Advanced figures (ggplot2)

There's also a plotting package called ggplot2 that adds a lot of functionality to the basic plots seen above. The syntax takes some getting used to but it's extremely powerful and flexible. We can start by re-creating some of the above plots but using ggplot functions to get a feel for the syntax.

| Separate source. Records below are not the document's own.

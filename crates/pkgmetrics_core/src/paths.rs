//! Slash-separated relative paths.
//!
//! Package paths and module directories are compared as strings, so every
//! relative path is rendered with `/` separators and `.` for the root,
//! independent of the host platform.

use path_clean::clean;
use std::path::{Component, Path};

/// Renders a relative path with `/` separators; the empty path becomes `.`.
pub fn to_slash(path: &Path) -> String {
    let parts: Vec<String> = path
        .components()
        .filter_map(|c| match c {
            Component::Normal(p) => Some(p.to_string_lossy().to_string()),
            Component::ParentDir => Some("..".to_string()),
            Component::CurDir | Component::RootDir | Component::Prefix(_) => None,
        })
        .collect();

    if parts.is_empty() { ".".to_string() } else { parts.join("/") }
}

/// Joins `rel` onto `base` and cleans the result, so `join(".", "cmd")` is
/// `cmd` and `join("a/b", ".")` is `a/b`.
pub fn join(base: &str, rel: &str) -> String {
    to_slash(&clean(Path::new(base).join(rel)))
}

/// The containing directory, `.` at the top.
pub fn parent(path: &str) -> String {
    Path::new(path).parent().map(to_slash).unwrap_or_else(|| ".".to_string())
}

/// The last `/` segment.
pub fn base_name(path: &str) -> &str {
    path.rsplit('/').next().unwrap_or(path)
}
use clap::Parser;

use pkgmetrics_import_graph::Config as GraphConfig;

#[derive(Debug, Clone, Parser)]
#[command(name = "metrics")]
#[command(about = "Compute coupling and instability for every package of a source tree")]
pub struct MetricsConfig {
    #[command(flatten)]
    pub graph: GraphConfig,

    /// Fail when a package's instability exceeds this ratio (0.0 to 1.0)
    #[arg(long, value_parser = parse_ratio)]
    pub max_instability: Option<f64>,
}

fn parse_ratio(s: &str) -> Result<f64, String> {
    let value: f64 = s.parse().map_err(|e| format!("invalid ratio '{s}': {e}"))?;
    if (0.0..=1.0).contains(&value) {
        Ok(value)
    } else {
        Err(format!("ratio must be between 0 and 1, got {value}"))
    }
}

#[cfg(test)]
mod tests {
    use super::*;
    use clap::CommandFactory;
    use pkgmetrics_import_graph::OutputFormat;

    #[test]
    fn test_command_definition_is_valid() {
        MetricsConfig::command().debug_assert();
    }

    #[test]
    fn test_flattens_graph_options() {
        let cfg = MetricsConfig::parse_from([
            "metrics",
            "--root",
            "src",
            "--format",
            "json",
            "--max-instability",
            "0.8",
        ]);
        assert_eq!(cfg.graph.root, std::path::PathBuf::from("src"));
        assert_eq!(cfg.graph.format, OutputFormat::Json);
        assert_eq!(cfg.max_instability, Some(0.8));
    }

    #[test]
    fn test_ratio_out_of_range_is_rejected() {
        assert!(MetricsConfig::try_parse_from(["metrics", "--max-instability", "1.5"]).is_err());
        assert!(MetricsConfig::try_parse_from(["metrics", "--max-instability", "high"]).is_err());
    }
}
use anyhow::{Result, bail};
use clap::{Parser, ValueEnum};
use log::{debug, info};
use std::{path::PathBuf, time::Duration};

use pkgmetrics_core::{CancellationToken, Language};

use crate::analyzer::AnalyzeOptions;

#[derive(Debug, Clone, Copy, PartialEq, Eq, ValueEnum)]
pub enum OutputFormat {
    Text,
    Json,
}

#[derive(Debug, Clone, Parser)]
#[command(name = "graph")]
#[command(about = "Build the package import graph of a source tree")]
pub struct Config {
    /// Root directory of the source tree
    #[arg(long, default_value = ".")]
    pub root: PathBuf,

    /// Languages to analyze, comma separated (defaults to all supported)
    #[arg(long, value_delimiter = ',')]
    pub languages: Vec<Language>,

    /// Directory name to skip, may be repeated (e.g. node_modules)
    #[arg(long)]
    pub exclude: Vec<String>,

    /// Also analyze files matched by .gitignore
    #[arg(long)]
    pub no_gitignore: bool,

    /// Output format
    #[arg(long, value_enum, default_value = "text")]
    pub format: OutputFormat,

    /// Abort the run after this many seconds
    #[arg(long)]
    pub timeout: Option<u64>,
}

impl Config {
    /// Resolve the root directory; it must exist and be a directory.
    pub fn initialize(&mut self) -> Result<()> {
        debug!("Using provided root directory: {:?}", self.root);
        let root = self.root.canonicalize().unwrap_or_else(|_| self.root.clone());
        if !root.is_dir() {
            bail!("Root {} is not a directory", root.display());
        }
        info!("Using root directory: {}", root.display());
        self.root = root;
        Ok(())
    }

    pub fn analyze_options(&self) -> AnalyzeOptions {
        let languages =
            if self.languages.is_empty() { Language::ALL.to_vec() } else { self.languages.clone() };
        AnalyzeOptions {
            languages,
            exclude: self.exclude.clone(),
            respect_gitignore: !self.no_gitignore,
        }
    }

    pub fn cancellation(&self) -> CancellationToken {
        match self.timeout {
            Some(secs) => CancellationToken::with_timeout(Duration::from_secs(secs)),
            None => CancellationToken::new(),
        }
    }
}
use serde::Serialize;
use std::{borrow::Borrow, fmt};

/// Canonical package path, e.g. `example.com/project/internal/foo`.
///
/// Packages are plain string keys; several files may resolve to the same one.
#[derive(Debug, Clone, PartialEq, Eq, PartialOrd, Ord, Hash, Serialize)]
#[serde(transparent)]
pub struct Package(String);

/// An import specifier as written in source, unresolved.
///
/// Kept distinct from [`Package`] even though internal imports usually
/// spell a package path: an import may equally name an external dependency.
#[derive(Debug, Clone, PartialEq, Eq, PartialOrd, Ord, Hash, Serialize)]
#[serde(transparent)]
pub struct Import(String);

macro_rules! string_key {
    ($ty:ident) => {
        impl $ty {
            pub fn new(value: impl Into<String>) -> Self {
                Self(value.into())
            }

            pub fn as_str(&self) -> &str {
                &self.0
            }
        }

        impl fmt::Display for $ty {
            fn fmt(&self, f: &mut fmt::Formatter<'_>) -> fmt::Result {
                f.write_str(&self.0)
            }
        }

        impl Borrow<str> for $ty {
            fn borrow(&self) -> &str {
                &self.0
            }
        }

        impl From<&str> for $ty {
            fn from(value: &str) -> Self {
                Self(value.to_string())
            }
        }

        impl From<String> for $ty {
            fn from(value: String) -> Self {
                Self(value)
            }
        }
    };
}

string_key!(Package);
string_key!(Import);

#[cfg(test)]
mod tests {
    use super::*;
    use std::collections::BTreeMap;

    #[test]
    fn test_package_lookup_by_str() {
        let mut map = BTreeMap::new();
        map.insert(Package::new("example.com/project/cmd"), 1);
        assert_eq!(map.get("example.com/project/cmd"), Some(&1));
        assert_eq!(map.get("example.com/project"), None);
    }

    #[test]
    fn test_import_display_and_json() {
        let import = Import::from("fmt");
        assert_eq!(import.to_string(), "fmt");
        assert_eq!(serde_json::to_string(&import).unwrap(), "\"fmt\"");
    }
}
use anyhow::Result;
use log::{debug, info, warn};

use pkgmetrics_core::ParserRegistry;
use pkgmetrics_import_graph::Analyzer;

use crate::{
    config::MetricsConfig,
    metrics::compute_metrics,
    types::{CheckResult, Metrics, Violation},
};

pub fn run_coupling_check(mut cfg: MetricsConfig) -> Result<CheckResult> {
    info!("Starting coupling check");

    cfg.graph.initialize()?;

    let registry = ParserRegistry::new();
    let analysis = Analyzer::new(&registry, cfg.graph.analyze_options())
        .with_cancellation(cfg.graph.cancellation())
        .run(&cfg.graph.root)?;
    debug!("Loaded {} parsers", registry.loaded());

    let metrics = compute_metrics(&analysis.graph);
    let violations = match cfg.max_instability {
        Some(max) => check_instability(&metrics, max),
        None => Vec::new(),
    };

    info!("Coupling check complete. Found {} violations", violations.len());

    Ok(CheckResult {
        metrics,
        violations,
        diagnostics: analysis.diagnostics,
        files_analyzed: analysis.files_analyzed,
    })
}

/// Packages whose instability is strictly above `max_instability`.
pub fn check_instability(metrics: &[Metrics], max_instability: f64) -> Vec<Violation> {
    metrics
        .iter()
        .filter(|m| m.instability() > max_instability)
        .map(|m| {
            warn!(
                "Package {} has instability {:.3} (max {:.3})",
                m.package,
                m.instability(),
                max_instability
            );
            Violation {
                package: m.package.clone(),
                instability: m.instability(),
                max_instability,
            }
        })
        .collect()
}

#[cfg(test)]
mod tests {
    use super::*;
    use clap::Parser;
    use std::{
        fs,
        path::{Path, PathBuf},
    };
    use tempfile::TempDir;

    fn create_test_file(dir: &Path, path: &str, content: &str) -> PathBuf {
        let file_path = dir.join(path);
        if let Some(parent) = file_path.parent() {
            fs::create_dir_all(parent).expect("Failed to create parent directory");
        }
        fs::write(&file_path, content).expect("Failed to write test file");
        file_path
    }

    #[test]
    fn test_run_coupling_check_end_to_end() {
        let temp_dir = TempDir::new().unwrap();
        let root = temp_dir.path();
        create_test_file(root, "go.mod", "module example.com/cowsay\n");
        create_test_file(
            root,
            "main.go",
            "package main\n\nimport (\n\t\"example.com/cowsay/moo\"\n\t\"example.com/cowsay/cmd\"\n)\n",
        );
        create_test_file(
            root,
            "cmd/cmd.go",
            "package cmd\n\nimport (\n\t\"fmt\"\n\t\"example.com/cowsay/moo\"\n)\n",
        );
        create_test_file(root, "moo/moo.go", "package moo\n\nimport \"fmt\"\n");

        let cfg = MetricsConfig::parse_from([
            "metrics",
            "--root",
            root.to_str().unwrap(),
            "--max-instability",
            "0.9",
        ]);
        let result = run_coupling_check(cfg).unwrap();

        assert_eq!(result.files_analyzed, 3);
        assert!(result.diagnostics.is_empty());

        let moo = result
            .metrics
            .iter()
            .find(|m| m.package.as_str() == "example.com/cowsay/moo")
            .unwrap();
        assert_eq!(moo.inward_coupling(), 2);
        assert_eq!(moo.outward_coupling(), 1);
        assert!((moo.instability() - 1.0 / 3.0).abs() < 1e-12);

        let packages: Vec<&str> = result.violations.iter().map(|v| v.package.as_str()).collect();
        assert_eq!(packages, vec!["example.com/cowsay/main"]);
    }

    #[test]
    fn test_check_instability_is_strict() {
        let metrics = vec![Metrics {
            package: "p".into(),
            inward: [("a", 1)].into_iter().collect(),
            outward: [("b", 1)].into_iter().collect(),
        }];
        assert!(check_instability(&metrics, 0.5).is_empty());
        assert_eq!(check_instability(&metrics, 0.4).len(), 1);
    }
}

ggplot is best used on data in the data.frame form, so we will will work with our combined df for the following figures. Let's start by loading the ggplot2 library.

library(ggplot2)

Boxplot

The ggplot() command creates a plot object. In it we assign our data frame to the data argument, and aes() creates what Hadley Wickham calls an aesthetic: a mapping of variables to various parts of the plot. Note that ggplot functions can be chained with + signs to adding layers to the final plot. The next in chain is geom_boxplot(). The geom function specifies the geometric objects that define the graph type. The geom option is expressed as a character vector with one or more entries. Values include geom_point, geom_boxplot, geom_line etc

ggplot(data=df, aes(x= genotype, y=samplemeans)) + 
  geom_boxplot() 

plot of chunk unnamed-chunk-19

Now let's add in some more features to the boxplot. In the aes() we can specify the color of the boxes by adding in a fill value. If we add in We can also chain in additional functions to include titles for the axes and the plot area.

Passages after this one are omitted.